The traditional interview process leaves much to be desired, but the question is, how do we fix it? One answer is the asynchronous interview. Love it, hate it, or never heard of it, more and more companies are making the switch.

The Asynchronous Interview

Traditionally, interviews have been synchronous. They happen in real time, in-person, over the phone, or through video call - one person asks, the other answers. An asynchronous interview happens over a longer period of time and communication is done virtually. What makes it asynchronous is that the interviewer sends out their questions, the candidate answers when they have the time and availability, then the interviewer goes over their answers when they have the time and availability. Given this room to breathe, each question and response in turn is deliberated over before review. 

The best known form of the asynchronous interview was the async video interview. Typically used by large retailers and blue collar industries looking to mass hire, this is an interview presented to the candidate as a video. The candidate watches, listens to the questions, and responds by recording a video with their own answers. 

What we’re starting to see is more and more of the entire hiring process becoming asynchronous, not just the interviewing. 

The Asynchronous Technical Evaluation

It should be of little surprise that an industry as mobile as tech is embracing a more asynchronous approach to hiring. Especially in the face of the much maligned live data structure and algorithms interview.

Instead of relying on live technical whiteboarding and having candidates solve anxiety-inducing coding challenges in front of a panel of interviewers, the technical evaluation can be replaced by an asynchronous process.

There are two ways to replace the live coding challenge with an asynchronous process:

1. A screening quiz: Candidates use a tool like Hackerrank, Codility, or CodeSignal to answer a series of small coding challenges (usually data structure and algorithm based) and multiple choice questions often within a set amount of time. This is often used to replace a resume screen and is completed early in the interview process.

2. A take-home assessment: Candidates are given a more open-ended problem statement, sometimes with an existing codebase to work off of. They are often asked to write a feature, design a new system or fix issues in the codebase. This is often used to replace a technical screen or part of the onsite and is completed in the middle of the interview process.

A lot of candidates find issues with both of these attempts at rethinking the traditional live coding interview. The screening quiz often creates the same anxiety-inducing experience by recording every move of the candidate and creating a very short timeframe of when they have to complete, and tests the same impractical skills as the live interview.

Candidates often feel like take-home assessments are not scoped well and for that reason, they are too much of a time sink with an uncertain reward. Candidates also feel that by having the candidate complete the task without any direct interaction, the company is not investing any time in the process. 

The Future of the Asynchronous Technical Evaluation

We are seeing that take-home assessments are starting to take a new form that combines the benefits of the synchronous and asynchronous interview. Candidates are starting to prefer these take-home assessments.
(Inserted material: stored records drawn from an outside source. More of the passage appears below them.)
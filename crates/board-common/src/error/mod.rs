//! Application errors

mod app_error;

pub use app_error::AppError;
//! Content loader - loads posts, projects, pages and gallery images

use anyhow::{Context, Result};
use chrono::{Local, NaiveDate};
use indexmap::{IndexMap, IndexSet};
use std::fs;
use std::path::Path;
use walkdir::WalkDir;

use super::body::{parse_inline, plain_text};
use super::{FrontMatter, GalleryItem, Page, PageRenderer, Post, PostKind, Project};
use crate::helpers::truncate;
use crate::Folio;

/// Length of excerpts derived from the body
const EXCERPT_CHARS: usize = 160;

const IMAGE_EXTENSIONS: &[&str] = &["jpg", "jpeg", "png", "webp", "gif", "avif", "svg"];

/// Loads content from the source directory
pub struct ContentLoader<'a> {
    folio: &'a Folio,
    pages: PageRenderer,
}

impl<'a> ContentLoader<'a> {
    pub fn new(folio: &'a Folio) -> Self {
        let pages = PageRenderer::new(&folio.config.highlight);
        Self { folio, pages }
    }

    /// Load blog posts or journal entries, newest first
    pub fn load_posts(&self, kind: PostKind) -> Result<Vec<Post>> {
        let mut posts = Vec::new();

        for path in self.markdown_files(kind.source_dir()) {
            match self.load_post(&path, kind, posts.len() + 1) {
                Ok(Some(post)) => posts.push(post),
                Ok(None) => tracing::debug!("Skipping draft {:?}", path),
                Err(e) => tracing::warn!("Failed to load {} entry {:?}: {:#}", kind, path, e),
            }
        }

        posts.sort_by(|a, b| b.date.cmp(&a.date));
        Ok(posts)
    }

    fn load_post(&self, path: &Path, kind: PostKind, id: usize) -> Result<Option<Post>> {
        let content = fs::read_to_string(path)?;
        let (fm, body) = FrontMatter::parse(&content)?;
        if fm.draft {
            return Ok(None);
        }

        let date = fm.parse_date().unwrap_or_else(|| file_date(path));
        let title = fm.title.clone().unwrap_or_else(|| file_stem(path));
        let excerpt = fm.excerpt.clone().unwrap_or_else(|| derive_excerpt(body));

        Ok(Some(Post {
            id,
            title,
            slug: record_slug(&fm, path),
            date,
            excerpt,
            body: body.to_string(),
            author: fm.author,
            tags: fm
                .tags
                .into_iter()
                .map(|t| t.trim().to_string())
                .filter(|t| !t.is_empty())
                .collect::<IndexSet<_>>(),
            kind,
            source: self.relative_source(path),
        }))
    }

    /// Load projects, newest first
    pub fn load_projects(&self) -> Result<Vec<Project>> {
        let mut projects = Vec::new();

        for path in self.markdown_files("_projects") {
            match self.load_project(&path, projects.len() + 1) {
                Ok(Some(project)) => projects.push(project),
                Ok(None) => tracing::debug!("Skipping draft {:?}", path),
                Err(e) => tracing::warn!("Failed to load project {:?}: {:#}", path, e),
            }
        }

        projects.sort_by(|a, b| b.date.cmp(&a.date));
        Ok(projects)
    }

    fn load_project(&self, path: &Path, id: usize) -> Result<Option<Project>> {
        let content = fs::read_to_string(path)?;
        let (fm, body) = FrontMatter::parse(&content)?;
        if fm.draft {
            return Ok(None);
        }

        Ok(Some(Project {
            id,
            title: fm.title.clone().unwrap_or_else(|| file_stem(path)),
            slug: record_slug(&fm, path),
            date: fm.parse_date().unwrap_or_else(|| file_date(path)),
            summary: fm
                .summary
                .clone()
                .or(fm.excerpt.clone())
                .unwrap_or_else(|| derive_excerpt(body)),
            body: body.to_string(),
            tech: fm.tech.into_iter().collect(),
            link: fm.link,
            repo: fm.repo,
            image: fm.image,
            source: self.relative_source(path),
        }))
    }

    /// Load top-level markdown pages keyed by file stem (`about`, `contact`)
    pub fn load_pages(&self) -> Result<IndexMap<String, Page>> {
        let mut pages = IndexMap::new();
        let source_dir = &self.folio.source_dir;
        if !source_dir.exists() {
            return Ok(pages);
        }

        for entry in WalkDir::new(source_dir)
            .max_depth(1)
            .sort_by_file_name()
            .into_iter()
            .filter_map(|e| e.ok())
        {
            let path = entry.path();
            if !path.is_file() || !is_markdown_file(path) {
                continue;
            }

            let content = fs::read_to_string(path)
                .with_context(|| format!("Failed to read page {:?}", path))?;
            let (fm, body) = FrontMatter::parse(&content)?;
            let key = file_stem(path);

            let page = Page {
                title: fm.title.unwrap_or_else(|| title_case(&key)),
                content: self.pages.render(body)?,
                source: self.relative_source(path),
                full_source: path.to_path_buf(),
            };
            pages.insert(key, page);
        }

        Ok(pages)
    }

    /// Images under source/gallery, sorted by file name
    pub fn load_gallery(&self) -> Vec<GalleryItem> {
        let gallery_dir = self.folio.source_dir.join("gallery");
        if !gallery_dir.exists() {
            return Vec::new();
        }

        WalkDir::new(&gallery_dir)
            .sort_by_file_name()
            .into_iter()
            .filter_map(|e| e.ok())
            .filter(|e| e.path().is_file() && is_image_file(e.path()))
            .map(|e| {
                let relative = self.relative_source(e.path()).replace('\\', "/");
                GalleryItem {
                    path: format!("/{}", relative),
                    caption: title_case(&file_stem(e.path())),
                }
            })
            .collect()
    }

    /// Markdown files in a source subdirectory, in file name order
    fn markdown_files(&self, dir: &str) -> Vec<std::path::PathBuf> {
        let dir = self.folio.source_dir.join(dir);
        if !dir.exists() {
            return Vec::new();
        }

        WalkDir::new(&dir)
            .follow_links(true)
            .sort_by_file_name()
            .into_iter()
            .filter_map(|e| e.ok())
            .map(|e| e.into_path())
            .filter(|p| p.is_file() && is_markdown_file(p))
            .collect()
    }

    fn relative_source(&self, path: &Path) -> String {
        path.strip_prefix(&self.folio.source_dir)
            .unwrap_or(path)
            .to_string_lossy()
            .to_string()
    }
}

/// Explicit slug from front-matter, otherwise the slugified file name
fn record_slug(fm: &FrontMatter, path: &Path) -> String {
    fm.slug
        .clone()
        .unwrap_or_else(|| slug::slugify(file_stem(path)))
}

fn file_stem(path: &Path) -> String {
    path.file_stem()
        .and_then(|s| s.to_str())
        .unwrap_or("untitled")
        .to_string()
}

/// Last modification date, today when unavailable
fn file_date(path: &Path) -> NaiveDate {
    fs::metadata(path)
        .and_then(|m| m.modified())
        .map(|t| chrono::DateTime::<Local>::from(t).date_naive())
        .unwrap_or_else(|_| Local::now().date_naive())
}

/// Plain text of the first paragraph-like line
fn derive_excerpt(body: &str) -> String {
    body.lines()
        .map(str::trim)
        .find(|line| {
            !line.is_empty() && !line.starts_with('#') && !line.starts_with("![IMAGE:")
        })
        .map(|line| {
            let line = line.strip_prefix("- ").unwrap_or(line);
            truncate(&plain_text(&parse_inline(line)), EXCERPT_CHARS, None)
        })
        .unwrap_or_default()
}

/// "my-first_trip" -> "My First Trip"
fn title_case(stem: &str) -> String {
    stem.split(['-', '_', ' '])
        .filter(|w| !w.is_empty())
        .map(|w| {
            let mut chars = w.chars();
            match chars.next() {
                Some(first) => first.to_uppercase().chain(chars).collect(),
                None => String::new(),
            }
        })
        .collect::<Vec<String>>()
        .join(" ")
}

fn is_markdown_file(path: &Path) -> bool {
    path.extension()
        .and_then(|e| e.to_str())
        .map(|e| e == "md" || e == "markdown")
        .unwrap_or(false)
}

fn is_image_file(path: &Path) -> bool {
    path.extension()
        .and_then(|e| e.to_str())
        .map(|e| IMAGE_EXTENSIONS.contains(&e.to_ascii_lowercase().as_str()))
        .unwrap_or(false)
}
//! Create a new blog post, journal entry or project

use anyhow::Result;
use std::fs;
use std::path::PathBuf;

use crate::content::PostKind;
use crate::Folio;

/// Create a new entry of `kind` (`post`, `journal` or `project`).
///
/// The file name is the slugified title unless `path` is given.
pub fn create_entry(folio: &Folio, title: &str, kind: &str, path: Option<&str>) -> Result<PathBuf> {
    let today = chrono::Local::now().format("%Y-%m-%d").to_string();
    // JSON strings are valid YAML scalars, so titles with `:` survive
    let title_yaml = serde_json::to_string(title)?;

    let (dir, front_matter) = match kind {
        "post" | "blog" => (
            PostKind::Blog.source_dir(),
            format!("---\ntitle: {}\ndate: {}\ntags: []\n---\n", title_yaml, today),
        ),
        "journal" => (
            PostKind::Journal.source_dir(),
            format!("---\ntitle: {}\ndate: {}\n---\n", title_yaml, today),
        ),
        "project" => (
            "_projects",
            format!(
                "---\ntitle: {}\ndate: {}\nsummary:\ntech: []\nlink:\nrepo:\n---\n",
                title_yaml, today
            ),
        ),
        other => anyhow::bail!(
            "Unknown kind: {}. Available: post, journal, project",
            other
        ),
    };

    let name = match path {
        Some(p) => p.trim_end_matches(".md").to_string(),
        None => slug::slugify(title),
    };
    if name.is_empty() {
        anyhow::bail!("Cannot derive a file name from title {:?}", title);
    }

    let target_dir = folio.source_dir.join(dir);
    fs::create_dir_all(&target_dir)?;

    let file_path = target_dir.join(format!("{}.md", name));
    if file_path.exists() {
        anyhow::bail!("File already exists: {:?}", file_path);
    }

    fs::write(&file_path, front_matter)?;
    tracing::info!("Created: {:?}", file_path);

    Ok(file_path)
}

#[cfg(test)]
mod tests {
    use super::*;
    use crate::content::loader::ContentLoader;

    #[test]
    fn test_create_entries() {
        let dir = tempfile::tempdir().unwrap();
        let folio = Folio::new(dir.path()).unwrap();

        let post = create_entry(&folio, "Hello, World!", "post", None).unwrap();
        assert_eq!(post, folio.source_dir.join("_posts/hello-world.md"));

        let entry = create_entry(&folio, "Rainy day", "journal", None).unwrap();
        assert!(entry.ends_with("_journal/rainy-day.md"));

        let project = create_entry(&folio, "Robot", "project", Some("robot-arm")).unwrap();
        assert!(project.ends_with("_projects/robot-arm.md"));

        let loader = ContentLoader::new(&folio);
        let posts = loader.load_posts(PostKind::Blog).unwrap();
        assert_eq!(posts[0].title, "Hello, World!");
        assert_eq!(loader.load_projects().unwrap()[0].slug, "robot-arm");
    }

    #[test]
    fn test_create_entry_errors() {
        let dir = tempfile::tempdir().unwrap();
        let folio = Folio::new(dir.path()).unwrap();

        create_entry(&folio, "Twice", "post", None).unwrap();
        assert!(create_entry(&folio, "Twice", "post", None).is_err());
        assert!(create_entry(&folio, "Nope", "page", None).is_err());
        assert!(create_entry(&folio, "!!!", "post", None).is_err());
    }
}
At Hatchways, we have seen take-home assessments where 83% of candidates preferred them over a live interview.

These new forms of take-home assessments are more similar to a work simulation. Candidates are added to existing GitHub repos and are invited to messaging apps like Slack to collaborate with interviewers as they complete the asynchronous assessment. This not only makes the experience feel closer to real work, but it also demonstrates an investment by the company into the candidate. This also gives them an avenue to give feedback to the candidate and highlight important remote-based soft skills in an asynchronous assessment.

Lastly, we have also seen companies compensate individuals for these more involved take-home assessments where the applicant is doing real work that can be used by the company. Some companies have taken this even further and run asynchronous interviews by doing a work trial with the candidate. 

The traditional interview process gives a weak signal on how an applicant would really perform on the job, and that signal only gets weaker as our work gets more and more remote. The way we work has changed, and it’s time the way we interview changed with it.